512 P.3d 1019
Ariz. Ct. App.2022Background
- Child A.V. (b. 2005) had repeated DCS reports from 2006–2013 alleging substance use, domestic violence, neglect, and unstable caregiving; a 2016 incident (Mother posed as child) led to DCS custody and a dependency petition.
- Department provided reunification services (DBT, parenting, parent-aide, anger-management referrals); Mother’s participation was intermittent and at times confrontational; providers noted improvement in some areas but persistent volatility and a personality-disorder diagnosis.
- Supervised visits were frequently contentious; visits stopped by A.V. in 2020 because of repeated fights; A.V. ultimately supported severance and was in an adoptive placement.
- DCS moved to terminate Mother’s parental rights under A.R.S. § 8-533(B)(8)(c); the superior court granted severance in Feb. 2021.
- On appeal, the court reviewed whether clear-and-convincing evidence supported severance (parental unfitness proxy under § 8-533(B)(8)(c)) and concluded the evidence was insufficient to show unfitness, vacated the severance, and remanded for further proceedings about continued oversight rather than dismissal.
Issues
| Issue | Plaintiff's Argument (DCS) | Defendant's Argument (Mother) | Held |
|---|---|---|---|
| Whether clear-and-convincing evidence supported severance under A.R.S. § 8-533(B)(8)(c) (mother unable to remedy circumstances and unlikely to parent effectively soon) | Mother remained volatile, resisted services, had persistent mental-health diagnoses, disrupted providers/meetings, withheld visits, and could not control anger—creating risk to child | Mother improved with services (DBT, parent-aide), disputed that conduct rose to legal unfitness, and argued disagreements did not justify permanent termination | Vacated severance: court held evidence showed bad parenting and volatility but did not prove parental unfitness by clear-and-convincing evidence; severance was not warranted |
| Appropriate remedy after vacating severance (dismiss dependency vs continue oversight) | N/A (DCS sought severance) | Mother did not press for dismissal on appeal | Remanded: court declined to dismiss dependency outright and directed superior court to consider whether continued supervision or supplementation of parental care under § 8-538(E) is in child’s best interests |
Key Cases Cited
- Kent K. v.
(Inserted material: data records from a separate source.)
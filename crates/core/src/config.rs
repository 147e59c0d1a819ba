// SPDX-License-Identifier: MIT
// Copyright (c) 2026 Alfred Jean LLC

//! Client configuration.
//!
//! Configuration is stored in `<data dir>/config.toml`. Every field has a
//! default, so a missing file or a partial file is valid:
//!
//! ```toml
//! server_url = "http://localhost:3000"
//!
//! [heartbeat]
//! interval_ms = 30000
//! max_failures = 3
//! backoff_ms = [1000, 2000, 5000, 10000, 30000]
//!
//! [sync]
//! page_size = 50
//! cache_limit = 1000
//! memory_limit = 5000
//! ```

use serde::{Deserialize, Serialize};
use std::fs;
use std::path::{Path, PathBuf};
use std::time::Duration;

use crate::error::{Error, Result};

const CONFIG_FILE_NAME: &str = "config.toml";
const DATA_DIR_NAME: &str = "atrium";

/// Top-level client configuration.
#[derive(Debug, Clone, PartialEq, Eq, Serialize, Deserialize)]
pub struct ClientConfig {
    /// Base URL of the Atrium server.
    #[serde(default = "default_server_url")]
    pub server_url: String,
    /// Timeout applied to every request in milliseconds (default: 10000).
    #[serde(default = "default_request_timeout_ms")]
    pub request_timeout_ms: u64,
    #[serde(default)]
    pub heartbeat: HeartbeatConfig,
    #[serde(default)]
    pub sync: SyncConfig,
}

/// Presence heartbeat timing and fail-stop policy.
#[derive(Debug, Clone, PartialEq, Eq, Serialize, Deserialize)]
pub struct HeartbeatConfig {
    /// Interval between heartbeats while healthy (default: 30000).
    #[serde(default = "default_heartbeat_interval_ms")]
    pub interval_ms: u64,
    /// Consecutive failures after which the heartbeat stops itself (default: 3).
    #[serde(default = "default_max_failures")]
    pub max_failures: u32,
    /// Explicit retry delay per consecutive failure, in milliseconds.
    #[serde(default = "default_backoff_ms")]
    pub backoff_ms: Vec<u64>,
    /// Hard ceiling for retry delays once the table is exhausted (default: 30000).
    #[serde(default = "default_backoff_ceiling_ms")]
    pub backoff_ceiling_ms: u64,
}

/// Message sync paging, polling and cache policy.
#[derive(Debug, Clone, PartialEq, Eq, Serialize, Deserialize)]
pub struct SyncConfig {
    /// Messages per page for initial, older and incremental fetches (default: 50).
    ///
    /// An incremental poll only observes the newest `page_size` messages, so
    /// more than `page_size` arrivals between two polls leave a gap.
    #[serde(default = "default_page_size")]
    pub page_size: usize,
    /// Most recent messages kept in the persisted cache (default: 1000).
    #[serde(default = "default_cache_limit")]
    pub cache_limit: usize,
    /// Most messages held in memory once polls grow the cache (default: 5000).
    ///
    /// A poll that pushes the cache past this drops the oldest messages;
    /// `load_older` can fetch them again.
    #[serde(default = "default_memory_limit")]
    pub memory_limit: usize,
    /// Interval between incremental polls while online (default: 5000).
    #[serde(default = "default_poll_interval_ms")]
    pub poll_interval_ms: u64,
    /// Extra pages an incremental poll may fetch to close a detected gap (default: 0).
    #[serde(default)]
    pub gap_backfill_pages: usize,
}

fn default_server_url() -> String {
    "http://localhost:3000".to_string()
}

fn default_request_timeout_ms() -> u64 {
    10_000
}

fn default_heartbeat_interval_ms() -> u64 {
    30_000
}

fn default_max_failures() -> u32 {
    3
}

fn default_backoff_ms() -> Vec<u64> {
    vec![1_000, 2_000, 5_000, 10_000, 30_000]
}

fn default_backoff_ceiling_ms() -> u64 {
    30_000
}

fn default_page_size() -> usize {
    50
}

fn default_cache_limit() -> usize {
    1000
}

fn default_memory_limit() -> usize {
    5000
}

fn default_poll_interval_ms() -> u64 {
    5_000
}

impl Default for ClientConfig {
    fn default() -> Self {
        ClientConfig {
            server_url: default_server_url(),
            request_timeout_ms: default_request_timeout_ms(),
            heartbeat: HeartbeatConfig::default(),
            sync: SyncConfig::default(),
        }
    }
}

impl Default for HeartbeatConfig {
    fn default() -> Self {
        HeartbeatConfig {
            interval_ms: default_heartbeat_interval_ms(),
            max_failures: default_max_failures(),
            backoff_ms: default_backoff_ms(),
            backoff_ceiling_ms: default_backoff_ceiling_ms(),
        }
    }
}

impl Default for SyncConfig {
    fn default() -> Self {
        SyncConfig {
            page_size: default_page_size(),
            cache_limit: default_cache_limit(),
            memory_limit: default_memory_limit(),
            poll_interval_ms: default_poll_interval_ms(),
            gap_backfill_pages: 0,
        }
    }
}

impl HeartbeatConfig {
    pub fn interval(&self) -> Duration {
        Duration::from_millis(self.interval_ms)
    }

    /// Delay before retrying after `failures` consecutive failures (1-based).
    ///
    /// Uses the explicit table while it lasts, then doubles the last table
    /// entry per extra failure. Never exceeds the ceiling.
    pub fn retry_delay(&self, failures: u32) -> Duration {
        let ceiling = self.backoff_ceiling_ms;
        let index = failures.saturating_sub(1) as usize;

        let ms = match self.backoff_ms.get(index) {
            Some(&ms) => ms,
            None => {
                let mut ms = self.backoff_ms.last().copied().unwrap_or(ceiling);
                let extra = index + 1 - self.backoff_ms.len();
                for _ in 0..extra {
                    ms = ms.saturating_mul(2);
                    if ms >= ceiling {
                        break;
                    }
                }
                ms
            }
        };

        Duration::from_millis(ms.min(ceiling))
    }
}

impl SyncConfig {
    pub fn poll_interval(&self) -> Duration {
        Duration::from_millis(self.poll_interval_ms)
    }
}

impl ClientConfig {
    pub fn request_timeout(&self) -> Duration {
        Duration::from_millis(self.request_timeout_ms)
    }

    /// Loads the config from `<data_dir>/config.toml`.
    ///
    /// A missing file yields the defaults.
    pub fn load(data_dir: &Path) -> Result<Self> {
        let path = data_dir.join(CONFIG_FILE_NAME);
        let config = match fs::read_to_string(&path) {
            Ok(content) => toml::from_str(&content)?,
            Err(e) if e.kind() == std::io::ErrorKind::NotFound => ClientConfig::default(),
            Err(e) => return Err(e.into()),
        };
        config.validate()?;
        Ok(config)
    }

    /// Saves the config to `<data_dir>/config.toml`.
    pub fn save(&self, data_dir: &Path) -> Result<()> {
        self.validate()?;
        fs::create_dir_all(data_dir)?;
        let content = toml::to_string_pretty(self)?;
        fs::write(data_dir.join(CONFIG_FILE_NAME), content)?;
        Ok(())
    }

    /// Rejects values the client cannot operate with.
    pub fn validate(&self) -> Result<()> {
        if !(self.server_url.starts_with("http://") || self.server_url.starts_with("https://")) {
            return Err(Error::InvalidConfig(format!(
                "server_url '{}' must start with http:// or https://",
                self.server_url
            )));
        }
        if self.request_timeout_ms == 0 {
            return Err(Error::InvalidConfig(
                "request_timeout_ms must be positive".to_string(),
            ));
        }
        if self.heartbeat.interval_ms == 0 {
            return Err(Error::InvalidConfig(
                "heartbeat.interval_ms must be positive".to_string(),
            ));
        }
        if self.heartbeat.max_failures == 0 {
            return Err(Error::InvalidConfig(
                "heartbeat.max_failures must be at least 1".to_string(),
            ));
        }
        if self.heartbeat.backoff_ms.is_empty() {
            return Err(Error::InvalidConfig(
                "heartbeat.backoff_ms needs at least one delay".to_string(),
            ));
        }
        if self.sync.page_size == 0 {
            return Err(Error::InvalidConfig(
                "sync.page_size must be positive".to_string(),
            ));
        }
        if self.sync.cache_limit == 0 {
            return Err(Error::InvalidConfig(
                "sync.cache_limit must be positive".to_string(),
            ));
        }
        if self.sync.memory_limit < self.sync.cache_limit {
            return Err(Error::InvalidConfig(format!(
                "sync.memory_limit ({}) must not be below sync.cache_limit ({})",
                self.sync.memory_limit, self.sync.cache_limit
            )));
        }
        if self.sync.poll_interval_ms == 0 {
            return Err(Error::InvalidConfig(
                "sync.poll_interval_ms must be positive".to_string(),
            ));
        }
        Ok(())
    }
}

/// Platform data directory for the client (e.g. `~/.local/share/atrium`).
pub fn default_data_dir() -> Result<PathBuf> {
    dirs::data_dir()
        .map(|dir| dir.join(DATA_DIR_NAME))
        .ok_or(Error::NoDataDir)
}

#[cfg(test)]
#[path = "config_tests.rs"]
mod tests;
Bobby M., 210 Ariz. 279 (2005) (standards for severance and best-interest burdens)
- Michael J. v. Ariz. Dep’t of Econ. Sec., 196 Ariz. 246 (2000) (severance statutory elements)
- Alma S. v. Dep’t of Child Safety, 245 Ariz. 146 (2018) (parental-unfitness proxy and caution about severance’s gravity)
- Marina P. v. Ariz. Dep’t of Econ. Sec., 214 Ariz. 326 (2007) (focus on circumstances existing at time of severance)
- Sandra R. v. Dep’t of Child Safety, 248 Ariz. 224 (2020) (harm or risk-of-harm requirement)
- In re Maricopa Cnty. Juv. Action No. JS-6831, 155 Ariz. 556 (App. 1988) (parents’ fundamental rights and limits on using severance for bad parenting)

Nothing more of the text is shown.